Anggota Komisi Pemilihan Umum (KPU) RI Idham Holik mengatakan, pihaknya segera mempelajari putusan tersebut. Pasalnya, keputusan MK bersifat final dan mengikat.

“Setelah KPU mempelajari semua amar putusan terkait dengan pasal-pasal dalam UU Pilkada tersebut, KPU RI akan berkonsultasi dengan pembentuk UU, dalam hal ini pemerintah dan DPR,” kata Idham dilansir kantor berita Antara.

KPU belum dapat memastikan adanya revisi atau tidak dalam PKPU Nomor 8 Tahun 2024 tentang Pencalonan Pilkada. Namun, KPU fokus pada pasal yang dinyatakan MK inkonstitusional.

“Mahkamah merumuskan atau menjelaskan mengapa itu dikatakan inkonstitusional, dan Mahkamah biasanya menjelaskan agar tidak inkonstitusional, maka Mahkamah biasanya merumuskan norma,” jelasnya.

Putusan MK

MK mengabulkan gugatan perkara Nomor 60/PUU-XXII/2024 yang diajukan Partai Buruh dan Partai Gelora. Dalam putusannya, hakim konstitusi menilai Pasal 40 Ayat (3) UU Pilkada inkonstitusional.

Pasal tersebut mensyaratkan pasangan calon kepala daerah harus diusung partai politik atau gabungan partai dengan perolehan 25 persen suara atau 20 persen kursi DPRD. Dimana ketentuan ini hanya berlaku bagi partai yang memperoleh kursi di DPRD.

Dalam putusan MK, partai yang tidak memperoleh kursi (non seat) di DPRD tetap bisa mengusung paslon selama memenuhi syarat persentase yang dihitung dari jumlah daftar pemilih tetap (DPT). Aturan itu tertuang dalam Pasal 40 Ayat (1) yang diubah MK.

Berikut putusan MK soal Pasal 40 ayat (1) UU Pilkada:

Untuk mengusulkan calon gubernur-wakil gubernur:

a. Provinsi dengan jumlah penduduk pada DPT sampai 2 juta jiwa, partai politik atau gabungan partai politik harus memperoleh suara sah paling sedikit 10% di provinsi tersebut.

b.
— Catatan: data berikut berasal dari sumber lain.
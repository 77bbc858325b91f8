//! Command-line interface definitions.

use clap::{ColorChoice, Parser, Subcommand};
use std::path::PathBuf;

/// Bundlewright asset pipeline CLI
#[derive(Parser, Debug, Clone)]
#[command(version, about, long_about = None, arg_required_else_help = true)]
pub struct Cli {
    /// Control colored output (auto, always, never)
    #[arg(long, global = true, default_value = "auto")]
    pub color: ColorChoice,

    /// Config file path (default: bundlewright.toml)
    #[arg(short = 'C', long, global = true, default_value = "bundlewright.toml", value_hint = clap::ValueHint::FilePath)]
    pub config: PathBuf,

    /// Enable verbose output for debugging
    #[arg(short = 'V', long, global = true)]
    pub verbose: bool,

    /// subcommands
    #[command(subcommand)]
    pub command: Commands,
}

/// Available subcommands
#[derive(Subcommand, Debug, Clone)]
pub enum Commands {
    /// Transform sources and write every configured bundle
    #[command(visible_alias = "b")]
    Build {
        /// Build environment (development, test, production)
        #[arg(short, long)]
        env: Option<String>,

        /// Output directory path (relative to current directory)
        #[arg(short, long, value_hint = clap::ValueHint::DirPath)]
        output: Option<PathBuf>,
    },

    /// Print a single file after transformation, without writing bundles
    #[command(visible_alias = "t")]
    Transform {
        /// Script or template file
        #[arg(value_hint = clap::ValueHint::FilePath)]
        file: PathBuf,

        /// Build environment (development, test, production)
        #[arg(short, long)]
        env: Option<String>,
    },
}

impl Commands {
    /// The `--env` value given to this subcommand.
    pub fn env(&self) -> Option<&str> {
        match self {
            Self::Build { env, .. } | Self::Transform { env, .. } => env.as_deref(),
        }
    }
}

#[cfg(test)]
mod tests {
    use super::*;

    #[test]
    fn test_parse_build() {
        let cli = Cli::parse_from(["bundlewright", "build", "--env", "production", "-o", "dist"]);
        match cli.command {
            Commands::Build { env, output } => {
                assert_eq!(env.as_deref(), Some("production"));
                assert_eq!(output, Some(PathBuf::from("dist")));
            }
            other => panic!("unexpected command: {other:?}"),
        }
        assert_eq!(cli.config, PathBuf::from("bundlewright.toml"));
        assert!(!cli.verbose);
    }

    #[test]
    fn test_parse_transform_with_globals() {
        let cli = Cli::parse_from([
            "bundlewright",
            "-V",
            "transform",
            "app/javascripts/app.js",
            "-C",
            "other.toml",
        ]);
        assert!(cli.verbose);
        assert_eq!(cli.config, PathBuf::from("other.toml"));
        assert_eq!(cli.command.env(), None);
        assert!(matches!(cli.command, Commands::Transform { .. }));
    }

    #[test]
    fn test_verify_cli() {
        use clap::CommandFactory;
        Cli::command().debug_assert();
    }
}
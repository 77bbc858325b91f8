//! Logging utilities with colored output and progress display.
//!
//! This module provides:
//! - `log!` macro for formatted terminal output with colored prefixes
//! - `debug!` macro, shown only with `--verbose`
//! - `ProgressLine` for single-line progress display with multiple counters
//!
//! All output goes to stderr so that `transform` can print results on stdout.
//!
//! # Example
//!
//! ```ignore
//! log!("build"; "writing {}", bundle);
//!
//! let progress = ProgressLine::new(&[("script", 12), ("template", 4)]);
//! progress.inc("script");
//! progress.finish();
//! ```

use crossterm::{
    cursor, execute,
    terminal::{Clear, ClearType},
};
use owo_colors::{OwoColorize, Stream, Style};
use parking_lot::Mutex;
use std::{
    io::{IsTerminal, Write, stderr},
    sync::atomic::{AtomicBool, AtomicUsize, Ordering},
};

/// Global verbose flag (set by --verbose CLI argument)
static VERBOSE: AtomicBool = AtomicBool::new(false);

pub fn set_verbose(v: bool) {
    VERBOSE.store(v, Ordering::SeqCst);
}

pub fn is_verbose() -> bool {
    VERBOSE.load(Ordering::SeqCst)
}

/// Active progress bar count (for log coordination)
static BAR_COUNT: AtomicUsize = AtomicUsize::new(0);

// ============================================================================
// Log Macro
// ============================================================================

/// Log a message with a colored module prefix
///
/// # Usage
/// ```ignore
/// log!("module"; "message with {} formatting", args);
/// ```
#[macro_export]
macro_rules! log {
    ($module:expr; $($arg:tt)*) => {{
        $crate::logger::log($module, &format!($($arg)*))
    }};
}

/// Log a debug message (only shown when --verbose is enabled)
///
/// # Usage
/// ```ignore
/// debug!("module"; "debug info: {}", value);
/// ```
#[macro_export]
macro_rules! debug {
    ($module:expr; $($arg:tt)*) => {{
        if $crate::logger::is_verbose() {
            $crate::logger::log($module, &format!($($arg)*))
        }
    }};
}

// ============================================================================
// Helper Functions
// ============================================================================

/// Log a message with a colored module prefix
pub fn log(module: &str, message: &str) {
    let prefix = colorize_prefix(module);
    let mut out = stderr().lock();

    let bar_count = BAR_COUNT.load(Ordering::SeqCst);
    if bar_count > 0 {
        execute!(out, cursor::MoveToColumn(0), Clear(ClearType::CurrentLine)).ok();
    }

    writeln!(out, "{prefix} {message}").ok();
    out.flush().ok();
}

/// Apply color to a module prefix based on module type
fn colorize_prefix(module: &str) -> String {
    let prefix = format!("[{module}]");
    let style = match module.to_ascii_lowercase().as_str() {
        "error" => Style::new().bright_red().bold(),
        "warning" => Style::new().bright_magenta().bold(),
        "hint" | "debug" => Style::new().bright_cyan().bold(),
        "build" => Style::new().bright_green().bold(),
        _ => Style::new().bright_yellow().bold(),
    };
    prefix
        .if_supports_color(Stream::Stderr, |p| p.style(style))
        .to_string()
}

// ============================================================================
// Progress Line (single-line counters)
// ============================================================================

/// Single-line progress display with multiple counters
///
/// Displays: `[build] script(12/40) template(3/9)`
///
/// All counters update in place on the same line. Uses `try_lock` to avoid
/// blocking worker threads - if display is busy, the update is skipped.
/// Nothing is drawn when stderr is not a terminal.
pub struct ProgressLine {
    counters: Vec<Counter>,
    lock: Mutex<()>,
    enabled: bool,
}

struct Counter {
    name: &'static str,
    total: usize,
    current: AtomicUsize,
}

impl ProgressLine {
    /// Create a new progress display. Only includes counters with total > 0.
    pub fn new(items: &[(&'static str, usize)]) -> Self {
        let counters: Vec<_> = items
            .iter()
            .filter(|(_, total)| *total > 0)
            .map(|(name, total)| Counter {
                name: *name,
                total: *total,
                current: AtomicUsize::new(0),
            })
            .collect();

        let enabled = stderr().is_terminal() && !counters.is_empty();
        if enabled {
            BAR_COUNT.store(1, Ordering::SeqCst);
        }

        let progress = Self {
            counters,
            lock: Mutex::new(()),
            enabled,
        };
        progress.display(false);
        progress
    }

    /// Increment the counter with the given name.
    ///
    /// Non-blocking: if display lock is held, skips refresh.
    pub fn inc(&self, name: &str) {
        let Some(counter) = self.counters.iter().find(|c| c.name == name) else {
            return;
        };
        counter.current.fetch_add(1, Ordering::Relaxed);
        if self.lock.try_lock().is_some() {
            self.display(false);
        }
    }

    fn line(&self) -> String {
        self.counters
            .iter()
            .map(|c| format!("{}({}/{})", c.name, c.current.load(Ordering::Relaxed), c.total))
            .collect::<Vec<_>>()
            .join(" ")
    }

    fn display(&self, newline: bool) {
        if !self.enabled {
            return;
        }
        let prefix = colorize_prefix("build");
        let mut out = stderr().lock();
        execute!(out, cursor::MoveToColumn(0), Clear(ClearType::CurrentLine)).ok();
        if newline {
            writeln!(out, "{prefix} {}", self.line()).ok();
        } else {
            write!(out, "{prefix} {}", self.line()).ok();
        }
        out.flush().ok();
    }

    /// Finish progress display, preserve line and move to next line.
    pub fn finish(self) {
        BAR_COUNT.store(0, Ordering::SeqCst);
        {
            let _guard = self.lock.lock();
            self.display(true);
        }
        std::mem::forget(self); // Prevent Drop from clearing
    }
}

impl Drop for ProgressLine {
    fn drop(&mut self) {
        BAR_COUNT.store(0, Ordering::SeqCst);
        if !self.enabled {
            return;
        }

        // Clear the line on drop (if not finished properly)
        let mut out = stderr().lock();
        execute!(out, cursor::MoveToColumn(0), Clear(ClearType::CurrentLine)).ok();
        out.flush().ok();
    }
}

#[cfg(test)]
mod tests {
    use super::*;

    #[test]
    fn test_progress_counts() {
        let progress = ProgressLine::new(&[("script", 2), ("template", 1), ("empty", 0)]);
        assert_eq!(progress.counters.len(), 2);

        progress.inc("script");
        progress.inc("template");
        progress.inc("unknown");
        assert_eq!(progress.line(), "script(1/2) template(1/1)");
        progress.finish();
    }

    #[test]
    fn test_prefix_contains_module() {
        owo_colors::set_override(false);
        assert_eq!(colorize_prefix("build"), "[build]");
        assert_eq!(colorize_prefix("error"), "[error]");
        owo_colors::unset_override();
    }
}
Provinsi dengan jumlah penduduk pada DPT 2-6 juta jiwa, partai politik atau gabungan partai politik harus memperoleh suara sah paling sedikit 8,5% di provinsi tersebut.

c. Provinsi dengan jumlah penduduk pada DPT 6-12 juta jiwa, partai politik atau gabungan partai politik harus memperoleh suara sah paling sedikit 7,5% di provinsi tersebut.

d. Provinsi dengan jumlah penduduk pada DPT lebih dari 12 juta jiwa, partai politik atau gabungan partai politik harus memperoleh suara sah paling sedikit 6,5% di provinsi tersebut.

Untuk mengusulkan calon bupati-wakil bupati atau calon wali kota-wakil wali kota:

a. Kabupaten/kota dengan jumlah penduduk pada DPT sampai 250 ribu jiwa, partai politik atau gabungan partai politik harus memperoleh suara sah paling sedikit 10% di kabupaten/kota tersebut.

b. Kabupaten/kota dengan jumlah penduduk pada DPT lebih dari 250-500 ribu jiwa, partai politik atau gabungan partai politik harus memperoleh suara sah paling sedikit 8,5% di kabupaten/kota tersebut.

c. Kabupaten/kota dengan jumlah penduduk pada DPT lebih dari 500 ribu-1 juta jiwa, partai politik atau gabungan partai politik harus memperoleh suara sah paling sedikit 7,5% di kabupaten/kota tersebut.

d. Kabupaten/kota dengan jumlah penduduk pada DPT lebih dari 1 juta jiwa, partai politik atau gabungan partai politik harus memperoleh suara sah paling sedikit 6,5% di kabupaten/kota tersebut.